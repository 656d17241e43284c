use anyhow::{Context, Result};
use clap::Parser;
use dialoguer::{Confirm, Input, Password};
use std::io::Write;

/// Fortnox Connect - OAuth2 bridge and API proxy for Fortnox
#[derive(Parser, Debug)]
#[command(author, version, about, long_about = None)]
pub struct CliArgs {
    /// Server host address
    #[arg(short = 'H', long, env = "SERVER_HOST", default_value = "0.0.0.0")]
    pub host: String,

    /// Server port
    #[arg(short, long, env = "SERVER_PORT", default_value = "8000")]
    pub port: u16,

    /// OAuth2 client id
    #[arg(long, env = "FORTNOX_CLIENT_ID")]
    pub client_id: Option<String>,

    /// OAuth2 client secret
    #[arg(long, env = "FORTNOX_CLIENT_SECRET", hide_env_values = true)]
    pub client_secret: Option<String>,

    /// Redirect URI registered for the client
    #[arg(long, env = "FORTNOX_REDIRECT_URI")]
    pub redirect_uri: Option<String>,

    /// Authorization endpoint the browser is sent to
    #[arg(long, env = "FORTNOX_AUTH_ENDPOINT")]
    pub auth_endpoint: Option<String>,

    /// Token endpoint for code exchange and refresh
    #[arg(long, env = "FORTNOX_TOKEN_ENDPOINT")]
    pub token_endpoint: Option<String>,

    /// Base URL of the resource API
    #[arg(long, env = "FORTNOX_API_BASE_URL")]
    pub api_base_url: Option<String>,

    /// Space-separated scopes to request
    #[arg(long, env = "FORTNOX_SCOPES", default_value = "")]
    pub scopes: String,

    /// Log level (trace, debug, info, warn, error)
    #[arg(long, env = "LOG_LEVEL", default_value = "info")]
    pub log_level: String,

    /// Log format (text, json)
    #[arg(long, env = "LOG_FORMAT", default_value = "text")]
    pub log_format: String,

    /// HTTP connect timeout in seconds
    #[arg(long, env = "HTTP_CONNECT_TIMEOUT", default_value = "10")]
    pub connect_timeout: u64,

    /// HTTP request timeout in seconds
    #[arg(long, env = "HTTP_REQUEST_TIMEOUT", default_value = "30")]
    pub http_timeout: u64,

    /// Idle lifetime of a browser session in seconds
    #[arg(long, env = "SESSION_IDLE_TTL", default_value = "86400")]
    pub session_idle_ttl: u64,
}

#[derive(Clone, Debug)]
pub struct Config {
    // Server settings
    pub server_host: String,
    pub server_port: u16,

    // OAuth2 client identity
    pub client_id: String,
    pub client_secret: String,
    pub redirect_uri: String,

    // Provider endpoints
    pub auth_endpoint: String,
    pub token_endpoint: String,
    pub api_base_url: String,
    pub scopes: String,

    // HTTP client
    pub http_connect_timeout: u64,
    pub http_request_timeout: u64,

    // Sessions
    pub session_idle_ttl: u64,

    // Logging
    pub log_level: String,
    pub log_format: LogFormat,
}

#[derive(Clone, Debug, PartialEq)]
pub enum LogFormat {
    Text,
    Json,
}

fn required(value: Option<String>, name: &str, flag: &str) -> Result<String> {
    value
        .filter(|v| !v.trim().is_empty())
        .with_context(|| format!("{} is required (use --{} or set {} env var)", name, flag, name))
}

impl Config {
    /// Load configuration from all sources with priority: CLI > ENV > defaults
    pub fn load() -> Result<Self> {
        // Load .env file if it exists
        dotenvy::dotenv().ok();

        Self::from_args(CliArgs::parse())
    }

    /// Build configuration from parsed arguments
    pub fn from_args(args: CliArgs) -> Result<Self> {
        Ok(Config {
            server_host: args.host,
            server_port: args.port,

            client_id: required(args.client_id, "FORTNOX_CLIENT_ID", "client-id")?,
            client_secret: required(args.client_secret, "FORTNOX_CLIENT_SECRET", "client-secret")?,
            redirect_uri: required(args.redirect_uri, "FORTNOX_REDIRECT_URI", "redirect-uri")?,

            auth_endpoint: required(args.auth_endpoint, "FORTNOX_AUTH_ENDPOINT", "auth-endpoint")?,
            token_endpoint: required(
                args.token_endpoint,
                "FORTNOX_TOKEN_ENDPOINT",
                "token-endpoint",
            )?,
            api_base_url: required(args.api_base_url, "FORTNOX_API_BASE_URL", "api-base-url")?,
            scopes: args.scopes.trim().to_string(),

            http_connect_timeout: args.connect_timeout,
            http_request_timeout: args.http_timeout,

            session_idle_ttl: args.session_idle_ttl,

            log_level: args.log_level,
            log_format: parse_log_format(&args.log_format),
        })
    }

    /// Validate configuration
    pub fn validate(&self) -> Result<()> {
        for (name, value) in [
            ("FORTNOX_REDIRECT_URI", self.redirect_uri.as_str()),
            ("FORTNOX_AUTH_ENDPOINT", self.auth_endpoint.as_str()),
            ("FORTNOX_TOKEN_ENDPOINT", self.token_endpoint.as_str()),
            ("FORTNOX_API_BASE_URL", self.api_base_url.as_str()),
        ] {
            validate_http_url(name, value)?;
        }

        if self.http_connect_timeout == 0 || self.http_request_timeout == 0 {
            anyhow::bail!("HTTP timeouts must be greater than zero");
        }

        if self.session_idle_ttl == 0 {
            anyhow::bail!("SESSION_IDLE_TTL must be greater than zero");
        }

        Ok(())
    }
}

fn validate_http_url(name: &str, value: &str) -> Result<()> {
    let url = reqwest::Url::parse(value)
        .with_context(|| format!("{} is not a valid URL: {}", name, value))?;

    if url.scheme() != "http" && url.scheme() != "https" {
        anyhow::bail!("{} must be an http(s) URL: {}", name, value);
    }

    Ok(())
}

/// Parse log format from string
fn parse_log_format(s: &str) -> LogFormat {
    match s.to_lowercase().as_str() {
        "json" => LogFormat::Json,
        _ => LogFormat::Text,
    }
}


// === Interactive Setup ===

/// Default provider endpoints offered during interactive setup
const DEFAULT_AUTH_ENDPOINT: &str = "https://apps.fortnox.se/oauth-v1/auth";
const DEFAULT_TOKEN_ENDPOINT: &str = "https://apps.fortnox.se/oauth-v1/token";
const DEFAULT_API_BASE_URL: &str = "https://api.fortnox.se/3";

/// Check if interactive setup is needed (no .env file and missing required values)
pub fn needs_interactive_setup() -> bool {
    let env_file_exists = std::path::Path::new(".env").exists();

    let has_client_id = std::env::var("FORTNOX_CLIENT_ID").is_ok();
    let has_client_secret = std::env::var("FORTNOX_CLIENT_SECRET").is_ok();

    !env_file_exists && (!has_client_id || !has_client_secret)
}

/// Configuration collected from interactive setup
#[derive(Debug, Clone)]
pub struct InteractiveConfig {
    pub client_id: String,
    pub client_secret: String,
    pub redirect_uri: String,
    pub auth_endpoint: String,
    pub token_endpoint: String,
    pub api_base_url: String,
    pub scopes: String,
}

impl InteractiveConfig {
    /// Environment variables `Config::load` picks up
    pub fn env_vars(&self) -> [(&'static str, &str); 7] {
        [
            ("FORTNOX_CLIENT_ID", self.client_id.as_str()),
            ("FORTNOX_CLIENT_SECRET", self.client_secret.as_str()),
            ("FORTNOX_REDIRECT_URI", self.redirect_uri.as_str()),
            ("FORTNOX_AUTH_ENDPOINT", self.auth_endpoint.as_str()),
            ("FORTNOX_TOKEN_ENDPOINT", self.token_endpoint.as_str()),
            ("FORTNOX_API_BASE_URL", self.api_base_url.as_str()),
            ("FORTNOX_SCOPES", self.scopes.as_str()),
        ]
    }
}

fn prompt_with_default(prompt: &str, default: &str) -> Result<String> {
    Input::new()
        .with_prompt(prompt)
        .default(default.to_string())
        .interact_text()
        .with_context(|| format!("Failed to read {}", prompt))
}

/// Run interactive setup to collect required configuration
pub fn run_interactive_setup() -> Result<InteractiveConfig> {
    println!();
    println!("Fortnox Connect - First Time Setup");
    println!();
    println!("No configuration found. Enter the credentials of your Fortnox app.");
    println!();

    let client_id: String = Input::new()
        .with_prompt("Client id (FORTNOX_CLIENT_ID)")
        .interact_text()
        .context("Failed to read FORTNOX_CLIENT_ID")?;

    let client_secret: String = Password::new()
        .with_prompt("Client secret (FORTNOX_CLIENT_SECRET)")
        .interact()
        .context("Failed to read FORTNOX_CLIENT_SECRET")?;

    if client_id.trim().is_empty() || client_secret.is_empty() {
        anyhow::bail!("Client id and client secret cannot be empty");
    }

    let config = InteractiveConfig {
        client_id,
        client_secret,
        redirect_uri: prompt_with_default(
            "Redirect URI (FORTNOX_REDIRECT_URI)",
            "http://localhost:8000/auth/callback",
        )?,
        auth_endpoint: prompt_with_default(
            "Authorization endpoint (FORTNOX_AUTH_ENDPOINT)",
            DEFAULT_AUTH_ENDPOINT,
        )?,
        token_endpoint: prompt_with_default(
            "Token endpoint (FORTNOX_TOKEN_ENDPOINT)",
            DEFAULT_TOKEN_ENDPOINT,
        )?,
        api_base_url: prompt_with_default(
            "API base URL (FORTNOX_API_BASE_URL)",
            DEFAULT_API_BASE_URL,
        )?,
        scopes: prompt_with_default(
            "Scopes (FORTNOX_SCOPES)",
            "companyinformation customer invoice",
        )?,
    };

    println!();
    let save_to_env = Confirm::new()
        .with_prompt("Save configuration to .env file?")
        .default(true)
        .interact()
        .context("Failed to read save confirmation")?;

    if save_to_env {
        save_env_file(&config)?;
        println!();
        println!("✅ Configuration saved to .env file");
    }

    println!();
    println!("✅ Setup complete! Starting server...");
    println!();

    Ok(config)
}

/// Quote a value so dotenvy reads it back verbatim
///
/// Single quotes are literal in dotenvy, but its line reader still treats a
/// backslash as an escape there. Values containing a single quote, backslash
/// or newline use double quotes with `\\`, `"`, `$` and newlines escaped.
fn quote_env_value(value: &str) -> String {
    if !value.contains(|c: char| c == '\'' || c == '\\' || c == '\n') {
        return format!("'{}'", value);
    }

    let mut quoted = String::with_capacity(value.len() + 2);
    quoted.push('"');
    for c in value.chars() {
        match c {
            '\\' => quoted.push_str("\\\\"),
            '"' => quoted.push_str("\\\""),
            '$' => quoted.push_str("\\$"),
            '\n' => quoted.push_str("\\n"),
            other => quoted.push(other),
        }
    }
    quoted.push('"');
    quoted
}

/// Render the .env file contents
fn render_env_file(config: &InteractiveConfig) -> String {
    let mut rendered = String::from(
        "# Fortnox Connect Configuration\n# Generated by interactive setup\n\n# OAuth2 client and provider endpoints (required)\n",
    );
    for (name, value) in config.env_vars() {
        rendered.push_str(&format!("{}={}\n", name, quote_env_value(value)));
    }
    rendered.push_str(
        "\n# Server settings\nSERVER_HOST=0.0.0.0\nSERVER_PORT=8000\n\n# Logging (trace, debug, info, warn, error)\nLOG_LEVEL=info\n",
    );
    rendered
}

/// Save configuration to .env file, readable only by the owner on unix
fn save_env_file(config: &InteractiveConfig) -> Result<()> {
    let mut options = std::fs::OpenOptions::new();
    options.write(true).create(true).truncate(true);
    #[cfg(unix)]
    {
        use std::os::unix::fs::OpenOptionsExt;
        options.mode(0o600);
    }

    let mut file = options.open(".env").context("Failed to create .env file")?;
    file.write_all(render_env_file(config).as_bytes())
        .context("Failed to write .env file")?;

    Ok(())
}
use chrono::{DateTime, Utc};
use reqwest::Client;
use std::fmt;

use super::grant;
use super::types::TokenSet;
use crate::error::{require_arg, ApiError};

/// OAuth2 authorization-code token manager
///
/// Holds only the fixed client identity. Token sets are returned to the
/// caller, who decides where to keep them and when to refresh.
#[derive(Clone)]
pub struct TokenManager {
    /// HTTP client for token endpoint requests
    client: Client,

    client_id: String,
    client_secret: String,
    redirect_uri: String,
    token_endpoint: String,
}

impl fmt::Debug for TokenManager {
    fn fmt(&self, f: &mut fmt::Formatter<'_>) -> fmt::Result {
        f.debug_struct("TokenManager")
            .field("client_id", &self.client_id)
            .field("client_secret", &"<redacted>")
            .field("redirect_uri", &self.redirect_uri)
            .field("token_endpoint", &self.token_endpoint)
            .finish()
    }
}

fn require(name: &str, value: &str) -> Result<(), ApiError> {
    if value.is_empty() {
        return Err(ApiError::ConfigError(format!("{} must not be empty", name)));
    }
    Ok(())
}


impl TokenManager {
    /// Create a new TokenManager; every identity parameter is mandatory
    pub fn new(
        client: Client,
        client_id: impl Into<String>,
        client_secret: impl Into<String>,
        redirect_uri: impl Into<String>,
        token_endpoint: impl Into<String>,
    ) -> Result<Self, ApiError> {
        let manager = Self {
            client,
            client_id: client_id.into(),
            client_secret: client_secret.into(),
            redirect_uri: redirect_uri.into(),
            token_endpoint: token_endpoint.into(),
        };

        require("client_id", &manager.client_id)?;
        require("client_secret", &manager.client_secret)?;
        require("redirect_uri", &manager.redirect_uri)?;
        require("token_endpoint", &manager.token_endpoint)?;

        Ok(manager)
    }

    pub fn client_id(&self) -> &str {
        &self.client_id
    }

    pub fn redirect_uri(&self) -> &str {
        &self.redirect_uri
    }

    /// Build the URL the user agent is redirected to for consent
    pub fn build_authorization_url(
        &self,
        auth_endpoint: &str,
        scopes: &str,
        state: &str,
    ) -> Result<String, ApiError> {
        require_arg("Auth endpoint", auth_endpoint)?;
        require_arg("State", state)?;

        Ok(format!(
            "{}?client_id={}&redirect_uri={}&scope={}&state={}&access_type=offline&response_type=code",
            auth_endpoint,
            urlencoding::encode(&self.client_id),
            urlencoding::encode(&self.redirect_uri),
            urlencoding::encode(scopes),
            urlencoding::encode(state),
        ))
    }

    /// Exchange an authorization code for a token set
    pub async fn exchange_code_for_token(&self, code: &str) -> Result<TokenSet, ApiError> {
        require_arg("Authorization code", code)?;

        tracing::info!("Exchanging authorization code for token...");
        let issued_at = Utc::now();
        let body = grant::authorization_code_body(
            code,
            &self.redirect_uri,
            &self.client_id,
            &self.client_secret,
        );

        grant::request_token(
            &self.client,
            &self.token_endpoint,
            "authorization_code",
            body,
            issued_at,
        )
        .await
    }

    /// Trade a refresh token for a new token set
    pub async fn refresh_access_token(&self, refresh_token: &str) -> Result<TokenSet, ApiError> {
        require_arg("Refresh token", refresh_token)?;

        tracing::info!("Refreshing access token...");
        let issued_at = Utc::now();
        let body =
            grant::refresh_token_body(refresh_token, &self.client_id, &self.client_secret);

        grant::request_token(
            &self.client,
            &self.token_endpoint,
            "refresh_token",
            body,
            issued_at,
        )
        .await
    }

    /// Compare the callback state with the one issued for this flow
    pub fn validate_state(&self, provided_state: &str, expected_state: &str) -> bool {
        validate_state(provided_state, expected_state)
    }

    /// Check if token is expired (a token expiring exactly now counts)
    pub fn is_token_expired(&self, expires_at: DateTime<Utc>) -> bool {
        Utc::now() >= expires_at
    }
}

pub(super) fn validate_state(provided_state: &str, expected_state: &str) -> bool {
    if provided_state.is_empty() || expected_state.is_empty() {
        return false;
    }
    provided_state == expected_state
}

-=-=-=-=-

- What is expected
Look through the entries above, find each line containing "field", and copy it.

- Output for this exercise
            .field("client_id", &self.client_id)
            .field("client_secret", &"<redacted>")
            .field("redirect_uri", &self.redirect_uri)
            .field("token_endpoint", &self.token_endpoint)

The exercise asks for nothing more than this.